# How to complete this task
Use the entries below and reproduce exactly the lines from the one containing "let search_space = to_search_space(&unit.corners, &resize);" down to the one containing "up to native resolution.", both of them included.

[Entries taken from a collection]
----

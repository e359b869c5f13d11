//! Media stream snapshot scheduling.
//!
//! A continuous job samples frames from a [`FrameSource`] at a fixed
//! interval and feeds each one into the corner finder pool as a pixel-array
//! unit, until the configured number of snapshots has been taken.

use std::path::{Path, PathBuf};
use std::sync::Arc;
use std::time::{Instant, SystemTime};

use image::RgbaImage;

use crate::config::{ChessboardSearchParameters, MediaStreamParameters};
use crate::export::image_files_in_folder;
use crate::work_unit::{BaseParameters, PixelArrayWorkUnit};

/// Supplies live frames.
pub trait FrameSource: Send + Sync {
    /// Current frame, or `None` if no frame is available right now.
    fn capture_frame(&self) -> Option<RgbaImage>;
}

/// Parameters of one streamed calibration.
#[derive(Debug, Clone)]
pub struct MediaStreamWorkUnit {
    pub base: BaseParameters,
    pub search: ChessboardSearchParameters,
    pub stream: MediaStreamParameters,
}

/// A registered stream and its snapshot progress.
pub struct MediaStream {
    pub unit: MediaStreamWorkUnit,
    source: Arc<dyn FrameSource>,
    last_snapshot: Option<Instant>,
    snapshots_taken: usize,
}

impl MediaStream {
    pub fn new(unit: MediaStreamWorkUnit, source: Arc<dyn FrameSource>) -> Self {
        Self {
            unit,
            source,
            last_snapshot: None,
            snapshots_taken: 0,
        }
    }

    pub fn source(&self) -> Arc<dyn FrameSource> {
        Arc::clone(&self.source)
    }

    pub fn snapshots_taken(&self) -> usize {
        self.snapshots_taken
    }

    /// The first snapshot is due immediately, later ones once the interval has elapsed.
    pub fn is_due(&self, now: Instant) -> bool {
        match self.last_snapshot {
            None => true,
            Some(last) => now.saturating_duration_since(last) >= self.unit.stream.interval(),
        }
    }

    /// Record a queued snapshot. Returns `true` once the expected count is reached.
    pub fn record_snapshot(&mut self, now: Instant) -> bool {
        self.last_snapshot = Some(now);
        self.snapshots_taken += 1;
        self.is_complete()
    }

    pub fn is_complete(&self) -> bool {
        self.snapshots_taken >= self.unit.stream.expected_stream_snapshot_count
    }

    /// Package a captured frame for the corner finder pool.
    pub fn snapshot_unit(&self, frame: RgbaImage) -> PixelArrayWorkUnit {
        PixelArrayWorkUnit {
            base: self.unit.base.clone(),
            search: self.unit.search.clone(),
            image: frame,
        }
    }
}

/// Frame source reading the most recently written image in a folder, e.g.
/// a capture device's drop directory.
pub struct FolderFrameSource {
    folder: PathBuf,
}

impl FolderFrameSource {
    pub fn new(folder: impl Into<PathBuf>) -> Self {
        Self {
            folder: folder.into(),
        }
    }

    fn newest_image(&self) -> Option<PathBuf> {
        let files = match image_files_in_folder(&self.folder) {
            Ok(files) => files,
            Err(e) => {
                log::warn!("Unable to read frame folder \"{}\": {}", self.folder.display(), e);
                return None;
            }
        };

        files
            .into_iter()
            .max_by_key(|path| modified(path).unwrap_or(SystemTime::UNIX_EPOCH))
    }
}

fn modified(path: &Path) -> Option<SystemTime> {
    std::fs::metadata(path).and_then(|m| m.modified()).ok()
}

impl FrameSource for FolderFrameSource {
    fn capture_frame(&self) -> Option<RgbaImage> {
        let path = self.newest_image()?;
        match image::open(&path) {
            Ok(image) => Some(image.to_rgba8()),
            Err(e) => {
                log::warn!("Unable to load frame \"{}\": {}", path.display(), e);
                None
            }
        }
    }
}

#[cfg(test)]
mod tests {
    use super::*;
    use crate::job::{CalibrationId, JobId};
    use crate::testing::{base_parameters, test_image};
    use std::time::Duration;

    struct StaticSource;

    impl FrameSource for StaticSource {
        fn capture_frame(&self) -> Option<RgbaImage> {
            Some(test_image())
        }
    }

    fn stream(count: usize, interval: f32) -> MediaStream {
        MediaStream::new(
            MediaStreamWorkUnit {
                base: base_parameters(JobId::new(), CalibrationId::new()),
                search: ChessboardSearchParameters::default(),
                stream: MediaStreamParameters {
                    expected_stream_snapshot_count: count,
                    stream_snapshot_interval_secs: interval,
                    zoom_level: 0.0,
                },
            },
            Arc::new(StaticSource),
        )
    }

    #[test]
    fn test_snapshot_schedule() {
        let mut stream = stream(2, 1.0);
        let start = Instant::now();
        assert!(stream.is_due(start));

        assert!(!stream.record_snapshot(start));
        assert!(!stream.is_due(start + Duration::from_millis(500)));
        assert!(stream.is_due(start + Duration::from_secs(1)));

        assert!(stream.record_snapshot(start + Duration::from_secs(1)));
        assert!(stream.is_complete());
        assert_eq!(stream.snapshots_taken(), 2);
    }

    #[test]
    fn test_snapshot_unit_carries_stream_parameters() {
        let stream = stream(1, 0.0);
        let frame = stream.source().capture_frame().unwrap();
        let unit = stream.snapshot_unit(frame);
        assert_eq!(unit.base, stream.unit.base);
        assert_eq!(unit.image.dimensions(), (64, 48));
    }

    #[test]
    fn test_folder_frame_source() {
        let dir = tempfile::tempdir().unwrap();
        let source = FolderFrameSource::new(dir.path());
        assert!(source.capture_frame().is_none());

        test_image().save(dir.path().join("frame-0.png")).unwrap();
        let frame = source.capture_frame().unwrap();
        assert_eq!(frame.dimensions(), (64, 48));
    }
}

----

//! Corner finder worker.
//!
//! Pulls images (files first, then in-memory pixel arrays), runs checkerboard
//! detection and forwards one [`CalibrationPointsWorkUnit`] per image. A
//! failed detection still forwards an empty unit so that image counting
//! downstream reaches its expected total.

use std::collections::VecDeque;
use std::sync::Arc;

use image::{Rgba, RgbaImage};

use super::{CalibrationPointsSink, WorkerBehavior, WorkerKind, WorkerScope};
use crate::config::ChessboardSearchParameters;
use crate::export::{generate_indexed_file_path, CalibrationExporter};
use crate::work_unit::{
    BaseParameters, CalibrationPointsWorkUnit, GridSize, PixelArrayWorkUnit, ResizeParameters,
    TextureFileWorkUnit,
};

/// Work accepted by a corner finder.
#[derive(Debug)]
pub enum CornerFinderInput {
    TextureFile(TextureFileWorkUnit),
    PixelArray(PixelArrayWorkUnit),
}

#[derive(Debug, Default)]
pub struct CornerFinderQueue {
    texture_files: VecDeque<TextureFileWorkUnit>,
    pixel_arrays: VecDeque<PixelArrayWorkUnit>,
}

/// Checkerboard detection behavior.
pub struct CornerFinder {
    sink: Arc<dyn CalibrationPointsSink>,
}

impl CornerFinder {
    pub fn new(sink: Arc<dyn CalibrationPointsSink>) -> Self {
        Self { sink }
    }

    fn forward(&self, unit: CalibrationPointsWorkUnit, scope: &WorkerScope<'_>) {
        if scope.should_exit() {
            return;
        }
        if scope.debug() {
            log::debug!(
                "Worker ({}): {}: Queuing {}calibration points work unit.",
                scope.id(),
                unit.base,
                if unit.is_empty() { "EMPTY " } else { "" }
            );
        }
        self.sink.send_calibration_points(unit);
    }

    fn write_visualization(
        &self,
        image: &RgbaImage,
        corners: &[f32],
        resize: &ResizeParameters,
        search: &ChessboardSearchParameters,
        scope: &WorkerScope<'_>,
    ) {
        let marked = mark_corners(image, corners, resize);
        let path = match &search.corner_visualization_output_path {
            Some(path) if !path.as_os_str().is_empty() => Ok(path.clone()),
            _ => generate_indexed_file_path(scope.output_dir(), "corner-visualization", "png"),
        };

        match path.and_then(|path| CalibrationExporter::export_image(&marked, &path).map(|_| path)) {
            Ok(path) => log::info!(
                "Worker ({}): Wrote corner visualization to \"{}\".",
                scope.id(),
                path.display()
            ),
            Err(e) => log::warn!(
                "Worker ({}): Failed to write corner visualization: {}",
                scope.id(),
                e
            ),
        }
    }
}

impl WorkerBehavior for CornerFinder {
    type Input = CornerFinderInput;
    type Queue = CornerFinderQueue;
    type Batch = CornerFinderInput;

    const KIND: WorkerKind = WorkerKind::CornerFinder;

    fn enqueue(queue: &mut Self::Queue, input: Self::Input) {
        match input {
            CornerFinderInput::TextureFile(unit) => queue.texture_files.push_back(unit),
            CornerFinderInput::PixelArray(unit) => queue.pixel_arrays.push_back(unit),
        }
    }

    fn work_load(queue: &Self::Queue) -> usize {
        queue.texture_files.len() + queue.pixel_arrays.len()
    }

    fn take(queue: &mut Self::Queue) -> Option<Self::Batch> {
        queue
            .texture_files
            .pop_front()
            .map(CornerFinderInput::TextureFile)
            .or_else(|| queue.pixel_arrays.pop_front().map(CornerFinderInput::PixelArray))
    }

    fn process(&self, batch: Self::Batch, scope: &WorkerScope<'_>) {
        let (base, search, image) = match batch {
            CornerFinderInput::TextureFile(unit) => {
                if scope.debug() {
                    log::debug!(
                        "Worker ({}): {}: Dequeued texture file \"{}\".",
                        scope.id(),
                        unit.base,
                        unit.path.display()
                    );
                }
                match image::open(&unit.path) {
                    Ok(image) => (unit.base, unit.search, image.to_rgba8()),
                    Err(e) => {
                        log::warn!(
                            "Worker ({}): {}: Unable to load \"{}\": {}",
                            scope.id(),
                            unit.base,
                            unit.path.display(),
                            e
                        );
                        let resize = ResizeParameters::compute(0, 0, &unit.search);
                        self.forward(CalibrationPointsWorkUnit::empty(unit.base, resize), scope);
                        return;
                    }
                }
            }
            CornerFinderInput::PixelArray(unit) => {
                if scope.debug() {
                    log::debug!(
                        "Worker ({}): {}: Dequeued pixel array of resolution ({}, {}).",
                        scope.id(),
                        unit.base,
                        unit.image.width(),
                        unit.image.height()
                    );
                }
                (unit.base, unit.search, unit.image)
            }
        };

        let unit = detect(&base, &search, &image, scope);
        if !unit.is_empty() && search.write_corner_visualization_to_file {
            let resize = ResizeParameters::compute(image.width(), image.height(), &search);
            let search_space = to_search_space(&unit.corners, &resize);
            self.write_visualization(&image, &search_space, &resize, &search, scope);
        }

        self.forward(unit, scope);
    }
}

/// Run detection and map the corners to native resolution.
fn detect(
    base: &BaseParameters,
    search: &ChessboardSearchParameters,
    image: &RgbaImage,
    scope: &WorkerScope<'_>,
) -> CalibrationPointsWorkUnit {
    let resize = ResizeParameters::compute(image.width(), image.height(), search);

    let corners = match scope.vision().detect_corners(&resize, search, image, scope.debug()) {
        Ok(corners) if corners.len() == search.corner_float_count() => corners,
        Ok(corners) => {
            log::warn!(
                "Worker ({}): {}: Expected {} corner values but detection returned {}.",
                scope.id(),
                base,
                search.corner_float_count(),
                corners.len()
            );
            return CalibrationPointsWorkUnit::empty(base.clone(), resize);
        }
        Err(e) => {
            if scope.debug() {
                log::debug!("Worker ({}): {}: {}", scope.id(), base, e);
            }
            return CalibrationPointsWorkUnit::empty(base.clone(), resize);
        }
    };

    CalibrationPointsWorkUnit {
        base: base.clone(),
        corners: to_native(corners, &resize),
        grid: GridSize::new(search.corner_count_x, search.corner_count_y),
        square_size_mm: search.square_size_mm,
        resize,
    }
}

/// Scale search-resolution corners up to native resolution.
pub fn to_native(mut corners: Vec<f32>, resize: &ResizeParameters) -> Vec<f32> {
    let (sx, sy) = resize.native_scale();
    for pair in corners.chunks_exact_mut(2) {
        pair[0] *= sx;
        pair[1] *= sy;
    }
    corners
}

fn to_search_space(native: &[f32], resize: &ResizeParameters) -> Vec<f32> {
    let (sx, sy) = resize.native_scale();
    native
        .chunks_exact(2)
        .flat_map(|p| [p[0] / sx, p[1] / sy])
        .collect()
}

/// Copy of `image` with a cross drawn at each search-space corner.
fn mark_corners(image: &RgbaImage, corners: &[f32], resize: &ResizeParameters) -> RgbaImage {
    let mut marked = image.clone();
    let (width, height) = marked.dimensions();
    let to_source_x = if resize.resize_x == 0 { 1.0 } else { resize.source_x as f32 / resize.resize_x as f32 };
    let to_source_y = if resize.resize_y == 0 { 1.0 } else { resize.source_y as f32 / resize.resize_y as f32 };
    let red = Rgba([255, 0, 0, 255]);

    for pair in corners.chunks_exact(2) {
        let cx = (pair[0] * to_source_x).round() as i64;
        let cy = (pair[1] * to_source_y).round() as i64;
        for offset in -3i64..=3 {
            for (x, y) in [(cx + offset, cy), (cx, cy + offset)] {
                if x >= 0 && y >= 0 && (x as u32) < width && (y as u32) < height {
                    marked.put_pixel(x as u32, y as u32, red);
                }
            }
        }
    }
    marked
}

----

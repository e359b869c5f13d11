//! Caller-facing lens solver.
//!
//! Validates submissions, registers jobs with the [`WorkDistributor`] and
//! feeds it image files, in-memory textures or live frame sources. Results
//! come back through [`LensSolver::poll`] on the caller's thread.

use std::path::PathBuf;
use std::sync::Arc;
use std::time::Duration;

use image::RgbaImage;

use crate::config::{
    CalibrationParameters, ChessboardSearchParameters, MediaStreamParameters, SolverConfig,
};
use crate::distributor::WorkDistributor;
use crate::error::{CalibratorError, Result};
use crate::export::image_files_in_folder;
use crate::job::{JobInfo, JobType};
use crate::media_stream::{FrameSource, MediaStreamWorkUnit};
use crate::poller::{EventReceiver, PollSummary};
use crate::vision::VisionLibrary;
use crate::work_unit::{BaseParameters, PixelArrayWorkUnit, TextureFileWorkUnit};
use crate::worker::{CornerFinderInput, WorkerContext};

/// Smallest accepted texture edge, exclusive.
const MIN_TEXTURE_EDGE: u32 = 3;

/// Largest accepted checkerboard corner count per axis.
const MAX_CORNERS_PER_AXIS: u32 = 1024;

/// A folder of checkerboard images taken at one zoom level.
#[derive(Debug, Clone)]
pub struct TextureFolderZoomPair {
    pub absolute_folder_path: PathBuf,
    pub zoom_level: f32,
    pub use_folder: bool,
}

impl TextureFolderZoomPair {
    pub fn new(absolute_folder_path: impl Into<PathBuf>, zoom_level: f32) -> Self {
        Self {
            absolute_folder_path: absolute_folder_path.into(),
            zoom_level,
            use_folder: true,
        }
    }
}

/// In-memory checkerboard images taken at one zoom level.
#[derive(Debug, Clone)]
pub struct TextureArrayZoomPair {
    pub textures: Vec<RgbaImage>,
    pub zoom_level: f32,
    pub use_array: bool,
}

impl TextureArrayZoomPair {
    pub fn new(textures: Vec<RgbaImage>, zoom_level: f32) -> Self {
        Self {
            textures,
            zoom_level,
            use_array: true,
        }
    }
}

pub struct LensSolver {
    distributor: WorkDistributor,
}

----

# Reply
            let search_space = to_search_space(&unit.corners, &resize);
            self.write_visualization(&image, &search_space, &resize, &search, scope);
        }

        self.forward(unit, scope);
    }
}

/// Run detection and map the corners to native resolution.
fn detect(
    base: &BaseParameters,
    search: &ChessboardSearchParameters,
    image: &RgbaImage,
    scope: &WorkerScope<'_>,
) -> CalibrationPointsWorkUnit {
    let resize = ResizeParameters::compute(image.width(), image.height(), search);

    let corners = match scope.vision().detect_corners(&resize, search, image, scope.debug()) {
        Ok(corners) if corners.len() == search.corner_float_count() => corners,
        Ok(corners) => {
            log::warn!(
                "Worker ({}): {}: Expected {} corner values but detection returned {}.",
                scope.id(),
                base,
                search.corner_float_count(),
                corners.len()
            );
            return CalibrationPointsWorkUnit::empty(base.clone(), resize);
        }
        Err(e) => {
            if scope.debug() {
                log::debug!("Worker ({}): {}: {}", scope.id(), base, e);
            }
            return CalibrationPointsWorkUnit::empty(base.clone(), resize);
        }
    };

    CalibrationPointsWorkUnit {
        base: base.clone(),
        corners: to_native(corners, &resize),
        grid: GridSize::new(search.corner_count_x, search.corner_count_y),
        square_size_mm: search.square_size_mm,
        resize,
    }
}

/// Scale search-resolution corners up to native resolution.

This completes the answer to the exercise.